I am trying to understand the purpose for it. Typically vendors maintain
their own tree and send the patches up-stream post internal reviews only.
- it is because different groups within a vendor company are sending
patches and you want one maintainer to confirm/review before they come
to next-net?
- Or, too many patch series dependencies between the vendor patches. It
is getting difficult to manage.
Consider the scenerio, developer 'A' sent patches for NXP. I as
maintainer of NXP, allowed them in next-net-NXP. But when I raised pull
request to next-net - you have comments.

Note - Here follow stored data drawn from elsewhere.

/// Packs a color into the wire representation.
pub fn pack_color(color: Color) -> u32 {
    color.premultiply().to_rgba8().to_u32()
}

/// A drawable shape in screen space.
///
/// Angles are in radians. Apertures are half angles measured from
/// `direction`.
#[derive(Copy, Clone, Debug, PartialEq)]
pub enum Shape {
    Disc {
        center: [f32; 2],
        radius: f32,
    },
    /// Box spanning the segment `p0`..`p1` with the given full `width`.
    OrientedBox {
        p0: [f32; 2],
        p1: [f32; 2],
        width: f32,
        roundness: f32,
    },
    /// Ellipse whose major axis is the segment `p0`..`p1`, with the given
    /// full minor axis `width`.
    Ellipse {
        p0: [f32; 2],
        p1: [f32; 2],
        width: f32,
    },
    Triangle {
        p0: [f32; 2],
        p1: [f32; 2],
        p2: [f32; 2],
        roundness: f32,
    },
    Pie {
        center: [f32; 2],
        direction: [f32; 2],
        radius: f32,
        aperture: f32,
    },
    Arc {
        center: [f32; 2],
        direction: [f32; 2],
        radius: f32,
        aperture: f32,
        thickness: f32,
    },
    UnevenCapsule {
        p0: [f32; 2],
        p1: [f32; 2],
        r0: f32,
        r1: f32,
    },
    /// Isosceles trapezoid along `p0`..`p1` with half widths `r0` and `r1`.
    Trapezoid {
        p0: [f32; 2],
        p1: [f32; 2],
        r0: f32,
        r1: f32,
    },
    Box {
        min: [f32; 2],
        max: [f32; 2],
        roundness: f32,
    },
}

/// Longest payload of any shape.
pub const MAX_SHAPE_PAYLOAD: usize = 7;

impl Shape {
    pub fn kind(&self) -> PrimitiveKind {
        match self {
            Self::Disc { .. } => PrimitiveKind::Disc,
            Self::OrientedBox { .. } => PrimitiveKind::OrientedBox,
            Self::Ellipse { .. } => PrimitiveKind::Ellipse,
            Self::Triangle { .. } => PrimitiveKind::Triangle,
            Self::Pie { .. } => PrimitiveKind::Pie,
            Self::Arc { .. } => PrimitiveKind::Arc,
            Self::UnevenCapsule { .. } => PrimitiveKind::UnevenCapsule,
            Self::Trapezoid { .. } => PrimitiveKind::Trapezoid,
            Self::Box { .. } => PrimitiveKind::Box,
        }
    }

    /// Writes the payload into `out` and returns its length.
    pub fn encode(&self, out: &mut [f32; MAX_SHAPE_PAYLOAD]) -> usize {
        match *self {
            Self::Disc { center, radius } => put(out, &[center[0], center[1], radius]),
            Self::OrientedBox {
                p0,
                p1,
                width,
                roundness,
            } => put(out, &[p0[0], p0[1], p1[0], p1[1], width, roundness]),
            Self::Ellipse { p0, p1, width } => put(out, &[p0[0], p0[1], p1[0], p1[1], width]),
            Self::Triangle {
                p0,
                p1,
                p2,
                roundness,
            } => put(out, &[p0[0], p0[1], p1[0], p1[1], p2[0], p2[1], roundness]),
            Self::Pie {
                center,
                direction,
                radius,
                aperture,
            } => put(
                out,
                &[
                    center[0],
                    center[1],
                    direction[0],
                    direction[1],
                    radius,
                    aperture,
                ],
            ),
            Self::Arc {
                center,
                direction,
                radius,
                aperture,
                thickness,
            } => put(
                out,
                &[
                    center[0],
                    center[1],
                    direction[0],
                    direction[1],
                    radius,
                    aperture,
                    thickness,
                ],
            ),
            Self::UnevenCapsule { p0, p1, r0, r1 } | Self::Trapezoid { p0, p1, r0, r1 } => {
                put(out, &[p0[0], p0[1], p1[0], p1[1], r0, r1])
            }
            Self::Box {
                min,
                max,
                roundness,
            } => put(out, &[min[0], min[1], max[0], max[1], roundness]),
        }
    }

    /// Rebuilds a shape from its kind and payload.
    ///
    /// Returns `None` for markers and for short payloads.
    pub fn decode(kind: PrimitiveKind, data: &[f32]) -> Option<Self> {
        if data.len() < kind.payload_len() {
            return None;
        }
        let p = |i: usize| [data[i], data[i + 1]];
        Some(match kind {
            PrimitiveKind::Disc => Self::Disc {
                center: p(0),
                radius: data[2],
            },
            PrimitiveKind::OrientedBox => Self::OrientedBox {
                p0: p(0),
                p1: p(2),
                width: data[4],
                roundness: data[5],
            },
            PrimitiveKind::Ellipse => Self::Ellipse {
                p0: p(0),
                p1: p(2),
                width: data[4],
            },
            PrimitiveKind::Triangle => Self::Triangle {
                p0: p(0),
                p1: p(2),
                p2: p(4),
                roundness: data[6],
            },
            PrimitiveKind::Pie => Self::Pie {
                center: p(0),
                direction: p(2),
                radius: data[4],
                aperture: data[5],
            },
            PrimitiveKind::Arc => Self::Arc {
                center: p(0),
                direction: p(2),
                radius: data[4],
                aperture: data[5],
                thickness: data[6],
            },
            PrimitiveKind::UnevenCapsule => Self::UnevenCapsule {
                p0: p(0),
                p1: p(2),
                r0: data[4],
                r1: data[5],
            },
            PrimitiveKind::Trapezoid => Self::Trapezoid {
                p0: p(0),
                p1: p(2),
                r0: data[4],
                r1: data[5],
            },
            PrimitiveKind::Box => Self::Box {
                min: p(0),
                max: p(2),
                roundness: data[4],
            },
            PrimitiveKind::CombinationBegin | PrimitiveKind::CombinationEnd => return None,
        })
    }

    /// Checks the shape for degeneracies and clamps its parameters into
    /// range.
    ///
    /// Returns `None` if the shape has no area, which happens routinely
    /// while a shape is being dragged out.
    pub fn normalized(self) -> Option<Self> {
        const EPSILON: f32 = 1e-4;
        let finite = |v: &[f32]| v.iter().all(|x| x.is_finite());
        let mut payload = [0.0; MAX_SHAPE_PAYLOAD];
        let len = self.encode(&mut payload);
        if !finite(&payload[..len]) {
            return None;
        }
        match self {
            Self::Disc { radius, .. } => (radius > EPSILON).then_some(self),
            Self::OrientedBox {
                p0,
                p1,
                width,
                roundness,
            } => {
                let l = length(sub(p1, p0));
                if l <= EPSILON || width <= EPSILON {
                    return None;
                }
                Some(Self::OrientedBox {
                    p0,
                    p1,
                    width,
                    roundness: roundness.clamp(0.0, 0.5 * l.min(width)),
                })
            }
            Self::Ellipse { p0, p1, width } => {
                (length(sub(p1, p0)) > EPSILON && width > EPSILON).then_some(self)
            }
            Self::Triangle {
                p0,
                p1,
                p2,
                roundness,
            } => {
                let e0 = sub(p1, p0);
                let e1 = sub(p2, p0);
                let area = (e0[0] * e1[1] - e0[1] * e1[0]).abs();
                (area > EPSILON).then_some(Self::Triangle {
                    p0,
                    p1,
                    p2,
                    roundness: roundness.max(0.0),
                })
            }
            Self::Pie {
                center,
                direction,
                radius,
                aperture,
            } => {
                let direction = normalize(direction)?;
                if radius <= EPSILON || aperture <= EPSILON {
                    return None;
                }
                Some(Self::Pie {
                    center,
                    direction,
                    radius,
                    aperture: aperture.min(std::f32::consts::PI),
                })
            }
            Self::Arc {
                center,
                direction,
                radius,
                aperture,
                thickness,
            } => {
                let direction = normalize(direction)?;
                if radius <= EPSILON || aperture <= EPSILON || thickness <= EPSILON {
                    return None;
                }
                Some(Self::Arc {
                    center,
                    direction,
                    radius,
                    aperture: aperture.min(std::f32::consts::PI),
                    thickness,
                })
            }
            Self::UnevenCapsule { p0, p1, r0, r1 } => {
                let (r0, r1) = (r0.max(0.0), r1.max(0.0));
                if r0.max(r1) <= EPSILON {
                    return None;
                }
                let h = length(sub(p1, p0));
                // One end disc swallows the other.
                if h <= (r0 - r1).abs() + EPSILON {
                    return Some(if r0 >= r1 {
                        Self::Disc {
                            center: p0,
                            radius: r0,
                        }
                    } else {
                        Self::Disc {
                            center: p1,
                            radius: r1,
                        }
                    });
                }
                Some(Self::UnevenCapsule { p0, p1, r0, r1 })
            }
            Self::Trapezoid { p0, p1, r0, r1 } => {
                let (r0, r1) = (r0.max(0.0), r1.max(0.0));
                if length(sub(p1, p0)) <= EPSILON || r0.max(r1) <= EPSILON {
                    return None;
                }
                Some(Self::Trapezoid { p0, p1, r0, r1 })
            }
            Self::Box {
                min,
                max,
                roundness,
            } => {
                let min2 = [min[0].min(max[0]), min[1].min(max[1])];
                let max2 = [min[0].max(max[0]), min[1].max(max[1])];
                let extent = (max2[0] - min2[0]).min(max2[1] - min2[1]);
                (extent > EPSILON).then_some(Self::Box {
                    min: min2,
                    max: max2,
                    roundness: roundness.clamp(0.0, 0.5 * extent),
                })
            }
        }
    }

    /// Exact bounds of the shape's interior, without any margin.
    pub fn bounds(&self) -> Aabb {
        match *self {
            Self::Disc { center, radius } => Aabb::from_circle(center, radius),
            Self::OrientedBox { p0, p1, width, .. } => {
                let d = sub(p1, p0);
                let l = length(d);
                let half = 0.5 * width / l;
                let n = [-d[1] * half, d[0] * half];
                Aabb::from_points(&[
                    [p0[0] + n[0], p0[1] + n[1]],
                    [p0[0] - n[0], p0[1] - n[1]],
                    [p1[0] + n[0], p1[1] + n[1]],
                    [p1[0] - n[0], p1[1] - n[1]],
                ])
            }
            Self::Ellipse { p0, p1, width } => {
                let d = sub(p1, p0);
                let l = length(d);
                let (a, b) = (0.5 * l, 0.5 * width);
                let (cos, sin) = (d[0] / l, d[1] / l);
                let ex = (a * a * cos * cos + b * b * sin * sin).sqrt();
                let ey = (a * a * sin * sin + b * b * cos * cos).sqrt();
                let c = [0.5 * (p0[0] + p1[0]), 0.5 * (p0[1] + p1[1])];
                Aabb::new([c[0] - ex, c[1] - ey], [c[0] + ex, c[1] + ey])
            }
            Self::Triangle {
                p0,
                p1,
                p2,
                roundness,
            } => Aabb::from_points(&[p0, p1, p2]).inflate(roundness),
            Self::Pie { center, radius, .. } => Aabb::from_circle(center, radius),
            Self::Arc {
                center,
                radius,
                thickness,
                ..
            } => Aabb::from_circle(center, radius + 0.5 * thickness),
            Self::UnevenCapsule { p0, p1, r0, r1 } | Self::Trapezoid { p0, p1, r0, r1 } => {
                Aabb::from_circle(p0, r0).union(&Aabb::from_circle(p1, r1))
            }
            Self::Box { min, max, .. } => Aabb::new(min, max),
        }
    }
}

Now I have to follow up with
developer 'A' as from patchwork point of view, his patches are accepted
and merged.
Also, it may impact the quality of review, if all pull requests are
raised around RC1 time.
Regards,
Hemant
Yes we are creating a new git tree layer below next-net.
This will distribute the maintenance work among the vendors, also will
give more control to vendors on their patches.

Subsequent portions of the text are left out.